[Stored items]
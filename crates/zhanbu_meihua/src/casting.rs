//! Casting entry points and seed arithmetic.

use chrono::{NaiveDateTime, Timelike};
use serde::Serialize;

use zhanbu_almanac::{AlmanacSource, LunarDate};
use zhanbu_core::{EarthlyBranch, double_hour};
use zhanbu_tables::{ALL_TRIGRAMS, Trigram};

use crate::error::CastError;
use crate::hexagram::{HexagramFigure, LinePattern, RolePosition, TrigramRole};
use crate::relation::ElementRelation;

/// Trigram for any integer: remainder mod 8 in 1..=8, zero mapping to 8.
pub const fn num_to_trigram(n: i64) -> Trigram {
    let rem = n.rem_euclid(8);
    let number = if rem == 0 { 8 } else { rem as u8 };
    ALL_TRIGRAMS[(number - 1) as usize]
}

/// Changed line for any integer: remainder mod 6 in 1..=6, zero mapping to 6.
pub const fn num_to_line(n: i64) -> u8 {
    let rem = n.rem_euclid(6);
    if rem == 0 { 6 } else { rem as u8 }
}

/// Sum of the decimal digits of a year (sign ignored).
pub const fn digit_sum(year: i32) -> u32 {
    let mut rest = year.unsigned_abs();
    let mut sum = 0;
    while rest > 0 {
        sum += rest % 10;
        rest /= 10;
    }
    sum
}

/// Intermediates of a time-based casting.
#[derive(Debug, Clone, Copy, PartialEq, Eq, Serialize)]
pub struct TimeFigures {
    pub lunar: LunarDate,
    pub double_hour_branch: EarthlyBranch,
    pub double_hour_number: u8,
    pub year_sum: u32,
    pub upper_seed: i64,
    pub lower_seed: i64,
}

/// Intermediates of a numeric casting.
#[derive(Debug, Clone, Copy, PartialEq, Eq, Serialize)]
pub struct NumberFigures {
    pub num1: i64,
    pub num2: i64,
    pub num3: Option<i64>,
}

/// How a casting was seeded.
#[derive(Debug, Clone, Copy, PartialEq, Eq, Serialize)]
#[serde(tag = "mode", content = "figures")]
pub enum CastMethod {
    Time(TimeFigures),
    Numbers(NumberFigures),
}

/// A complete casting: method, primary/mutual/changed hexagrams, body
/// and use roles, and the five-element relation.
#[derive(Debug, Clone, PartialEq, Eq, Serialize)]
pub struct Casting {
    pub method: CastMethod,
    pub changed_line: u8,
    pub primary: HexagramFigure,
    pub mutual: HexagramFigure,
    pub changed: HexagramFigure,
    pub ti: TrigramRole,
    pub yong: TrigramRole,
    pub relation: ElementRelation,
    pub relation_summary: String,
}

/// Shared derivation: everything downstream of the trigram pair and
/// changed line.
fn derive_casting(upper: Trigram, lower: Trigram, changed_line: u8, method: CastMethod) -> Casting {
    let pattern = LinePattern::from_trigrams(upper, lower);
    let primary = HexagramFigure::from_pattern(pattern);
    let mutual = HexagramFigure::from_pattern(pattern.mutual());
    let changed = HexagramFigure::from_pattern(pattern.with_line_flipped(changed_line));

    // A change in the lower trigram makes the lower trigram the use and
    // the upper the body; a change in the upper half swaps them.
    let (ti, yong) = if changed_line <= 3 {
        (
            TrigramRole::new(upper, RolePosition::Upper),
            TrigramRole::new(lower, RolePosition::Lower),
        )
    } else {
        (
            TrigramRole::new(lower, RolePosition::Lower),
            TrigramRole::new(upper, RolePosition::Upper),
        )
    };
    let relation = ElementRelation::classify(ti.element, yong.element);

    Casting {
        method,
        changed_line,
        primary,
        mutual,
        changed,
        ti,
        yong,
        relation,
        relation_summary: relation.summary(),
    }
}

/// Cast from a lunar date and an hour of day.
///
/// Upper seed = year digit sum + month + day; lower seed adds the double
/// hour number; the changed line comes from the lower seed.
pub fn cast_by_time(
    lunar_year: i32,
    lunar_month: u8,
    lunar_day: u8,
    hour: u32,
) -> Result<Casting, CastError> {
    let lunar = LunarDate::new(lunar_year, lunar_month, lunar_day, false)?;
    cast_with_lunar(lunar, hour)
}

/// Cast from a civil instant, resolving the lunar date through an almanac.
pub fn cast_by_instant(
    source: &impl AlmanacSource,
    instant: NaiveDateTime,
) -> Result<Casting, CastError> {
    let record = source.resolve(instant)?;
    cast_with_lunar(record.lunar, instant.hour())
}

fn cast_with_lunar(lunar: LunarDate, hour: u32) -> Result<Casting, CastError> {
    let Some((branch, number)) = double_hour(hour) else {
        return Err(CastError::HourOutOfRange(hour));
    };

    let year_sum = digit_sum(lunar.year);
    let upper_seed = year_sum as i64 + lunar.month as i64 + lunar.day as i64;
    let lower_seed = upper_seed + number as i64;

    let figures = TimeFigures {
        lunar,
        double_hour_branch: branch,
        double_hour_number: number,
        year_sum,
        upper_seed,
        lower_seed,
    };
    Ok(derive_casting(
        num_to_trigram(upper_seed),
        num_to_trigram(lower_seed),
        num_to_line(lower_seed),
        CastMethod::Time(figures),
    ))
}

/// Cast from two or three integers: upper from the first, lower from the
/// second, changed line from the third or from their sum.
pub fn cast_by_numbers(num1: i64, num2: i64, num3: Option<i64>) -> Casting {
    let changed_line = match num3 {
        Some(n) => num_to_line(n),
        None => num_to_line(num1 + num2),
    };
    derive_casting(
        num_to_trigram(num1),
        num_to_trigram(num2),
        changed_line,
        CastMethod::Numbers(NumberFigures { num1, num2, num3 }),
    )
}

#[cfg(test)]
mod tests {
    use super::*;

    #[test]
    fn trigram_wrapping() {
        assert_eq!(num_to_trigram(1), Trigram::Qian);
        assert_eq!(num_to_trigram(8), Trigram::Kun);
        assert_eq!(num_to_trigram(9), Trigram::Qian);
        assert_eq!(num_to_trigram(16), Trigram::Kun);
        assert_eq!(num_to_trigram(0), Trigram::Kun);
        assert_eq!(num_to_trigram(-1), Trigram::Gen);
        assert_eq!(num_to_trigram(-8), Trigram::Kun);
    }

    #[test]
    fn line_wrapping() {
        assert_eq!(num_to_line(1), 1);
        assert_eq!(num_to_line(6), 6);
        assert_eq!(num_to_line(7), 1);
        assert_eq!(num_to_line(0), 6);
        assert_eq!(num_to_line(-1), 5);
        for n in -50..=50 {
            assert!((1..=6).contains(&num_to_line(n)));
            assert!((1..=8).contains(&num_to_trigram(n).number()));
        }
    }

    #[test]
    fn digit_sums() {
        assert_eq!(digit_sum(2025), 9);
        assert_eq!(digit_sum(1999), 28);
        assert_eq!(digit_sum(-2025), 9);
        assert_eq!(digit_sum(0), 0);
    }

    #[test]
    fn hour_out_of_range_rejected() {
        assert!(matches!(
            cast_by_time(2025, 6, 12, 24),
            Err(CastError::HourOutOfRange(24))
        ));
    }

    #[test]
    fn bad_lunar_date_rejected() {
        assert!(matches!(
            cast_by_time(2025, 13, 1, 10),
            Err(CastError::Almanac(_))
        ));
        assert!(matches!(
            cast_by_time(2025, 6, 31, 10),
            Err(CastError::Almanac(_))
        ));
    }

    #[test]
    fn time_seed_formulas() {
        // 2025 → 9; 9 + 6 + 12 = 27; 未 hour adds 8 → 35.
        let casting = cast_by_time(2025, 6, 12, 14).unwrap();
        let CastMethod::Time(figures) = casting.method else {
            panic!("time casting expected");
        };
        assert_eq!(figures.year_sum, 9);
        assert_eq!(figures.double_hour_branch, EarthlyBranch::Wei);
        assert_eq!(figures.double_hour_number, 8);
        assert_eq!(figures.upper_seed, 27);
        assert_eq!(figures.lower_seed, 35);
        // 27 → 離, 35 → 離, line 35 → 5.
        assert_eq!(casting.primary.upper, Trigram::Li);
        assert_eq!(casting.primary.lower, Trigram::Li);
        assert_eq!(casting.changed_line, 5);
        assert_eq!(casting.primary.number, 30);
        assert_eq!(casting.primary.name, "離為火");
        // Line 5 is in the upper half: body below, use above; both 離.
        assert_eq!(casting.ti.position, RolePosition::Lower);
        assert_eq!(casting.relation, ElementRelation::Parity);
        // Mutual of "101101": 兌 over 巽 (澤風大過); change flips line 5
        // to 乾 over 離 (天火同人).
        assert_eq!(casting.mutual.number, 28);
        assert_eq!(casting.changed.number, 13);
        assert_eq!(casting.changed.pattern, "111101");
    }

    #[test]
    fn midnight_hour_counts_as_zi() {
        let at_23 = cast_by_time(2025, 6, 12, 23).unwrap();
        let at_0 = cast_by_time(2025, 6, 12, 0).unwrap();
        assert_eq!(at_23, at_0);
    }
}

* * *

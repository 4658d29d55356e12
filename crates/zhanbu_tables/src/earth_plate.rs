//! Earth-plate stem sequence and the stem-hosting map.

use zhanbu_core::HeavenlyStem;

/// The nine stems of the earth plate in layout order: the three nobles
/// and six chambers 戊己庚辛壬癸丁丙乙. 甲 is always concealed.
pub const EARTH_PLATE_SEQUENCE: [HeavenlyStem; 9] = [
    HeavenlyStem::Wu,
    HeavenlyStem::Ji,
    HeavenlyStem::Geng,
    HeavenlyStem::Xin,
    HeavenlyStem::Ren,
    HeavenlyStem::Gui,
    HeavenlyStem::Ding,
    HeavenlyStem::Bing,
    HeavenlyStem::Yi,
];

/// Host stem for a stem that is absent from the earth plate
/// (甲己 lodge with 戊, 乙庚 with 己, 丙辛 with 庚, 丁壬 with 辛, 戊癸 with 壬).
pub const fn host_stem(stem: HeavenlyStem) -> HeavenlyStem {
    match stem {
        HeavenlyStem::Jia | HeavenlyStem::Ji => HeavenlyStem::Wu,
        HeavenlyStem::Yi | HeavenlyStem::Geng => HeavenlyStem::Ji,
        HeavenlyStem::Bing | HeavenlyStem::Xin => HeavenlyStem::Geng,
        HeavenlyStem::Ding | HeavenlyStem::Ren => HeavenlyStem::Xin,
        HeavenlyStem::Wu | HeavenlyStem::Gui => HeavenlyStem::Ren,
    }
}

==

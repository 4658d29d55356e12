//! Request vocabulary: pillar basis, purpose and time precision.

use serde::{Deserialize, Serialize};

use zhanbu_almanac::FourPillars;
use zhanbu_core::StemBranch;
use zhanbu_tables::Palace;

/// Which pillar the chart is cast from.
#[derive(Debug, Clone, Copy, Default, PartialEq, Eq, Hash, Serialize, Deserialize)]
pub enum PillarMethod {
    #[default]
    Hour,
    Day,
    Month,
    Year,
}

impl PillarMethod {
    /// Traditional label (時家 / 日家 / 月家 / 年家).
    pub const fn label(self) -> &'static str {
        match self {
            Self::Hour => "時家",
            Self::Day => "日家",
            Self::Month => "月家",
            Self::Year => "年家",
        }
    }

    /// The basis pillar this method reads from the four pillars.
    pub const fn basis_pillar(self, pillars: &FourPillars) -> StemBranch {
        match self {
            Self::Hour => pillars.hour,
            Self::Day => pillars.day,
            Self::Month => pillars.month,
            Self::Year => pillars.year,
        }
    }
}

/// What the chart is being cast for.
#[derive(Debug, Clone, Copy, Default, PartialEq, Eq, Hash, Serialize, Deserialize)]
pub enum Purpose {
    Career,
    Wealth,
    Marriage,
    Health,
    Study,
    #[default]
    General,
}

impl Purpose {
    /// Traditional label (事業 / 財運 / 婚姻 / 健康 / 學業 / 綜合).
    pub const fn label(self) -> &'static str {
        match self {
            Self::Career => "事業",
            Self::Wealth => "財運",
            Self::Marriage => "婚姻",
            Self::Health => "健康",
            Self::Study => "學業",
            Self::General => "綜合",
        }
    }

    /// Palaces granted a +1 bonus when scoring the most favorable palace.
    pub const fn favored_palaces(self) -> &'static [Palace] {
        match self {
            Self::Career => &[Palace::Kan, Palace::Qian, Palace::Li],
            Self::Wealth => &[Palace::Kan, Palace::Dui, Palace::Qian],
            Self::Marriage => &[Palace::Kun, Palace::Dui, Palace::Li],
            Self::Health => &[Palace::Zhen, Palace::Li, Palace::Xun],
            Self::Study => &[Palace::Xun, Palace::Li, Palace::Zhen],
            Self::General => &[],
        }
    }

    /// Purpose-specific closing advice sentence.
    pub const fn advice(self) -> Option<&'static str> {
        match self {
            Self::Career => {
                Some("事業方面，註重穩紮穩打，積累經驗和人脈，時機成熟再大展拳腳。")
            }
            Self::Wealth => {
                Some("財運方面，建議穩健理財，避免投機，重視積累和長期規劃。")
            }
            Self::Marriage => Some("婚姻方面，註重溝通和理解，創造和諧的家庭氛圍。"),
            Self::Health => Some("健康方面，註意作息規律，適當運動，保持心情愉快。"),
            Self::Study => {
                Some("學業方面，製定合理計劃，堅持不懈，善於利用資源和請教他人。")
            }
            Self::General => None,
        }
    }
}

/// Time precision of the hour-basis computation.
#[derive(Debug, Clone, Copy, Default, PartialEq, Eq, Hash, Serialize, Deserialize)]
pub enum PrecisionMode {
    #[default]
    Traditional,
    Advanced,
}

What you need to do
Every line above that includes the string "Zhen" needs to be copied.

Problem solution
            Self::Health => &[Palace::Zhen, Palace::Li, Palace::Xun],
            Self::Study => &[Palace::Xun, Palace::Li, Palace::Zhen],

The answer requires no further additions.